Ok Go
Of The Blue Colour Of The Sky

2010, Virgin/EMI
Pop Rock

Recensione di Fabio Rigamonti - Pubblicata in data: 03/02/10

Cosa stai ascoltando ultimamente?
Oh beh, sai…devo recensire l’ultimo album degli Ok Go…
Ok che!??!?
…quelli del video dei Tapirulans…
Ah! Loro, certo!

Ecco il tipico dialogo in cui chiunque di voi potrebbe rispecchiarsi parlando degli americani Ok Go (non avete idea di quante volte sia successo a me in questo periodo).
Il fatto di avere partorito questo video, vincitore dell’award come video più creativo di Youtube nel 2006, diventando un vero e proprio tormentone, ha fatto sì che la band fosse ricordata maggiormente per la sua capacità creativa e visuale, piuttosto che per quella musicale.

Si tenta di cambiare rotta con questo terzo album in studio, il cui titolo completo (preparate un respiro profondo) è: “The Influence of the Blue Ray of the Sunlight and of the Blue Color of the Sky”, ispirato ad un libro del 1876 che erroneamente promuoveva la teoria seconda la quale la luce blu sarebbe in grado di guarire tutte le malattie.
In effetti, psichedelia e senso vintage anni ’70 vanno fortemente a braccetto in questo album, così come una smaccata influenza di Prince (ascoltate l’iniziale, nonché primo singolo, “WTF”), il tutto condito da spruzzate di quello spirito vagamente indie rock cui la band ci aveva abituato che, sepolto da tonnellate di elettronica, a volte torna a fare capolino, così come la conclusione quasi progressive rock di “Needing/Getting”.

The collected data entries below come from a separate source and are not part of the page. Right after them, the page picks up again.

//! Plaza API entry point
//!
//! [`PlazaApi`] owns the signed transport and hands out one façade per
//! resource group. Every façade goes through a [`ResourceGroup`], which
//! builds the group URI, sends the request and decodes the answer.

use super::resources::{
    Inbounds, Inventory, Invoices, Labels, Offers, Orders, ProcessStatuses, ReturnItems,
    Shipments, Transports,
};
use crate::auth::Authenticator;
use crate::config::ClientConfig;
use crate::decode::{decode_list, decode_record, Payload, Record, RecordList, Schema};
use crate::encode::{encode, EncoderConfig, XmlFields};
use crate::error::Result;
use crate::http::{HttpClient, HttpResponse, RequestConfig};
use crate::types::Method;
use tracing::debug;

/// Client for the Plaza seller API
#[derive(Debug)]
pub struct PlazaApi {
    http: HttpClient,
    version: String,
}

impl PlazaApi {
    /// Build a signed client from a validated configuration
    pub fn new(config: ClientConfig) -> Result<Self> {
        config.validate()?;
        let http = HttpClient::with_auth(
            config.http_config(),
            Authenticator::new(config.credentials()),
        )?;
        Ok(Self::with_http_client(http, config.api_version))
    }

    /// Wrap an already configured transport
    pub fn with_http_client(http: HttpClient, version: impl Into<String>) -> Self {
        Self {
            http,
            version: version.into(),
        }
    }

    pub fn http(&self) -> &HttpClient {
        &self.http
    }

    /// API version used in versioned URIs
    pub fn version(&self) -> &str {
        &self.version
    }

    pub fn orders(&self) -> Orders<'_> {
        Orders::new(ResourceGroup::versioned(self, "orders"))
    }

    pub fn invoices(&self) -> Invoices<'_> {
        Invoices::new(ResourceGroup::versioned(self, "invoices"))
    }

    pub fn process_status(&self) -> ProcessStatuses<'_> {
        ProcessStatuses::new(ResourceGroup::versioned(self, "process-status"))
    }

    pub fn shipments(&self) -> Shipments<'_> {
        Shipments::new(ResourceGroup::versioned(self, "shipments"))
    }

    pub fn transports(&self) -> Transports<'_> {
        Transports::new(ResourceGroup::versioned(self, "transports"))
    }

    pub fn labels(&self) -> Labels<'_> {
        Labels::new(ResourceGroup::versioned(self, "purchasable-shipping-labels"))
    }

    pub fn return_items(&self) -> ReturnItems<'_> {
        ReturnItems::new(ResourceGroup::versioned(self, "return-items"))
    }

    pub fn offers(&self) -> Offers<'_> {
        Offers::new(ResourceGroup::offers(self))
    }

    pub fn inbounds(&self) -> Inbounds<'_> {
        Inbounds::new(ResourceGroup::unversioned(self, "inbounds"))
    }

    pub fn inventory(&self) -> Inventory<'_> {
        Inventory::new(ResourceGroup::unversioned(self, "inventory"))
    }
}

// ============================================================================
// Resource groups
// ============================================================================

/// URI prefix of one resource group plus the transport it talks through
#[derive(Debug, Clone)]
pub struct ResourceGroup<'a> {
    api: &'a PlazaApi,
    prefix: String,
}

impl<'a> ResourceGroup<'a> {
    /// `/services/rest/{group}/{version}`
    pub fn versioned(api: &'a PlazaApi, group: &str) -> Self {
        Self {
            prefix: format!("/services/rest/{group}/{}", api.version),
            api,
        }
    }

    /// `/services/rest/{group}`
    pub fn unversioned(api: &'a PlazaApi, group: &str) -> Self {
        Self {
            prefix: format!("/services/rest/{group}"),
            api,
        }
    }

    /// `/offers/{version}`
    pub fn offers(api: &'a PlazaApi) -> Self {
        Self {
            prefix: format!("/offers/{}", api.version),
            api,
        }
    }

    pub fn version(&self) -> &str {
        self.api.version()
    }

    /// Full URI of a path inside the group
    pub fn uri(&self, path: &str) -> String {
        format!("{}{}", self.prefix, path)
    }

    /// Send a request to a path inside the group
    pub async fn send(
        &self,
        method: Method,
        path: &str,
        config: RequestConfig,
    ) -> Result<HttpResponse> {
        let uri = self.uri(path);
        debug!(%method, uri = %uri, "plaza request");
        self.api.http.request(method, &uri, config).await
    }

    /// Encode a request document and send it as the body
    pub async fn send_document(
        &self,
        method: Method,
        path: &str,
        root: &str,
        encoder: &EncoderConfig,
        fields: &XmlFields,
    ) -> Result<HttpResponse> {
        let xml = encode(root, encoder, fields)?;
        self.send(method, path, RequestConfig::new().xml(xml)).await
    }

    /// GET a path and decode a single record
    pub async fn get_record(
        &self,
        schema: &Schema,
        path: &str,
        config: RequestConfig,
    ) -> Result<Record> {
        let response = self.send(Method::GET, path, config).await?;
        record_from(schema, &response)
    }

    /// GET a path and decode a record list
    pub async fn get_list(
        &self,
        schema: &Schema,
        path: &str,
        config: RequestConfig,
    ) -> Result<RecordList> {
        let response = self.send(Method::GET, path, config).await?;
        list_from(schema, &response)
    }
}

/// Decode a response body as one record, picking the format by content type
pub fn record_from(schema: &Schema, response: &HttpResponse) -> Result<Record> {
    let text = response.text()?;
    decode_record(schema, payload_for(response, &text))
}

/// Decode a response body as a record list, picking the format by content type
pub fn list_from(schema: &Schema, response: &HttpResponse) -> Result<RecordList> {
    let text = response.text()?;
    decode_list(schema, payload_for(response, &text))
}

fn payload_for<'t>(response: &HttpResponse, text: &'t str) -> Payload<'t> {
    if response.is_json() {
        Payload::Json(text)
    } else {
        Payload::Xml(text)
    }
}
//! Request signing
//!
//! Every request carries an `X-BOL-Date` header and an `X-BOL-Authorization`
//! header of the form `{public_key}:{base64(hmac_sha256(canonical))}`.

use super::types::{
    Credentials, SigningRequest, AUTHORIZATION_HEADER, CONTENT_TYPE, DATE_HEADER,
};
use crate::error::{Error, Result};
use crate::types::Method;
use base64::Engine;
use chrono::{DateTime, Utc};
use hmac::{Hmac, Mac};
use reqwest::header::CONTENT_TYPE as CONTENT_TYPE_HEADER;
use reqwest::RequestBuilder;
use sha2::Sha256;
use std::sync::Arc;
use tracing::trace;

type HmacSha256 = Hmac<Sha256>;

/// Produces the authorization header value for a request
pub trait Signer: Send + Sync {
    fn sign(&self, request: &SigningRequest) -> Result<String>;
}

/// HMAC-SHA256 signer over the canonical request string
#[derive(Debug, Clone)]
pub struct HmacSigner {
    credentials: Credentials,
}

impl HmacSigner {
    pub fn new(credentials: Credentials) -> Self {
        Self { credentials }
    }

    pub fn public_key(&self) -> &str {
        &self.credentials.public_key
    }
}

impl Signer for HmacSigner {
    fn sign(&self, request: &SigningRequest) -> Result<String> {
        let mut mac = HmacSha256::new_from_slice(self.credentials.private_key.as_bytes())
            .map_err(|e| Error::signing(e.to_string()))?;
        mac.update(request.canonical_string().as_bytes());
        let digest = mac.finalize().into_bytes();

        let signature = base64::engine::general_purpose::STANDARD.encode(digest);
        Ok(format!("{}:{}", self.credentials.public_key, signature))
    }
}

/// Applies signed headers to outgoing requests
#[derive(Clone)]
pub struct Authenticator {
    signer: Arc<dyn Signer>,
}

impl std::fmt::Debug for Authenticator {
    fn fmt(&self, f: &mut std::fmt::Formatter<'_>) -> std::fmt::Result {
        f.debug_struct("Authenticator").finish_non_exhaustive()
    }
}

impl Authenticator {
    /// Authenticator using the HMAC signer
    pub fn new(credentials: Credentials) -> Self {
        Self::with_signer(HmacSigner::new(credentials))
    }

    /// Authenticator using any signer
    pub fn with_signer(signer: impl Signer + 'static) -> Self {
        Self {
            signer: Arc::new(signer),
        }
    }

    /// Sign a request dated now
    ///
    /// Called once per attempt so a retried request never reuses a stale date.
    pub fn apply(&self, req: RequestBuilder, method: Method, path: &str) -> Result<RequestBuilder> {
        self.apply_at(req, method, path, Utc::now())
    }

    /// Sign a request with an explicit date
    pub fn apply_at(
        &self,
        req: RequestBuilder,
        method: Method,
        path: &str,
        date: DateTime<Utc>,
    ) -> Result<RequestBuilder> {
        let request = SigningRequest::new(method, path, date);
        let signature = self.signer.sign(&request)?;
        trace!(%method, path, date = %request.date, "signed request");

        Ok(req
            .header(CONTENT_TYPE_HEADER, CONTENT_TYPE)
            .header(DATE_HEADER, request.date)
            .header(AUTHORIZATION_HEADER, signature))
    }
}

Sono canzoni insolitamente leggere per la band americana quelle contenute in questo disco, canzoni che riflettono perfettamente uno spirito finemente ed intelligentemente goliardico che traspare da ogni dove: sia che si tratti del celebre video di “Here It Goes Again”, sia che si tratti dei testi per il loro Myspace.
In questo senso, questa evoluzione musicale degli Ok Go mi ha ricordato un altro celebre gruppo del recente passato europeo: impossibile, difatti, non farsi venire alla mente i Pulp lungo l’ascolto di quest’opera, non con interpretazioni vocali ad opera di Damian Kulash così spudoratamente rubate a Jarvis Cocker (ascoltate “Back From Kathmandu” e la conclusiva “In The Glass”), non con questa fine ironia ed intelligenza comica profusa lungo le liriche, non con quel pezzo che rimanda inevitabilmente alla disco (2000) come “End Love”.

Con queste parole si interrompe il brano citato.